What does that look like?
There’s been a lot of studies about using AI and how it can be potentially detrimental because it outsources a lot of the thinking that you normally do. Someone might say, “Well, how is that different from a Google search?” but what you’re doing is offloading a lot of the cognitive work when you use AI versus just doing your own research. It hands the answer to you instead of making you think about the answer.
We need to be really conscious about how kids use AI. I know this is a big conversation in a lot of classrooms, to make sure that they can still do their own thinking and their own research and their own reasoning and not just “I asked AI and AI gave me the answer, so that must be the right answer” – because it also might not be the right answer.
What do you see as the value of sci-fi as our own world begins to feel more dystopian?

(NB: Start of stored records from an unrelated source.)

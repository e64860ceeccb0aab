//! Console logging bootstrap for hosts that have no subscriber of their own
//!
//! The library only emits `tracing` events. Applications embedding it normally
//! install their own subscriber; [`init_logging`] is a convenience for the rest.

use std::sync::OnceLock;

use tracing_subscriber::{fmt, layer::SubscriberExt, util::SubscriberInitExt, EnvFilter, Layer};

/// Environment variable holding the filter directives, e.g. `doctemplate=debug`
pub const LOG_ENV_VAR: &str = "DOCTEMPLATE_LOG";

const DEFAULT_FILTER: &str = "warn";

static LOGGER_INITIALIZED: OnceLock<()> = OnceLock::new();

/// Install a console subscriber filtered by `DOCTEMPLATE_LOG`
///
/// Safe to call repeatedly; a subscriber installed earlier by the host wins.
pub fn init_logging() {
    LOGGER_INITIALIZED.get_or_init(|| {
        let filter = EnvFilter::try_from_env(LOG_ENV_VAR)
            .unwrap_or_else(|_| EnvFilter::new(DEFAULT_FILTER));

        let subscriber = tracing_subscriber::registry().with(
            fmt::layer()
                .with_target(true)
                .with_thread_names(true)
                .with_level(true)
                .with_filter(filter),
        );

        if subscriber.try_init().is_err() {
            tracing::debug!("Global tracing subscriber already set - keeping it");
        }
    });
}
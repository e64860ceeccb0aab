//! Caching primitives shared by the render and compiled caches

mod lru;
mod single_flight;

pub use lru::{CacheEntry, CacheKey, CacheLimits, CacheStats, LruCache};
pub use single_flight::SingleFlight;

There are certain near-future sci-fi authors I’ve always really enjoyed. William Gibson has been a huge influence on me as a reader and as an author. When you read these dystopian and near-future books, it makes you question today’s reality – is this okay? Is this normal? Because in these books you read these things and you might think “Oh wow, that’s ridiculous, that’s fantastical,” and then you might take a step back and see, actually, that’s not that different from what’s happening now. It helps people be less passive and engage critically.
That’s not why I write science fiction – I write it because I love to read it, and would love more young readers to be excited about the genre, especially more girls – but it does help us engage with our current reality with a new lens.
The book has local designers, including artist Karl Stevens, whom many may remember from the Boston Phoenix . Why was that important?
I grew up in the Boston area and I’ve been part of the community here for a long time, and it’s been so wonderful to have people I can grab a coffee with and meet with and talk face-to-face with about the book and get them excited and involved. I know the book is set on the moon, so what does that have to do with Somerville? But it’s still a really nice feeling. It feels like a neighborhood.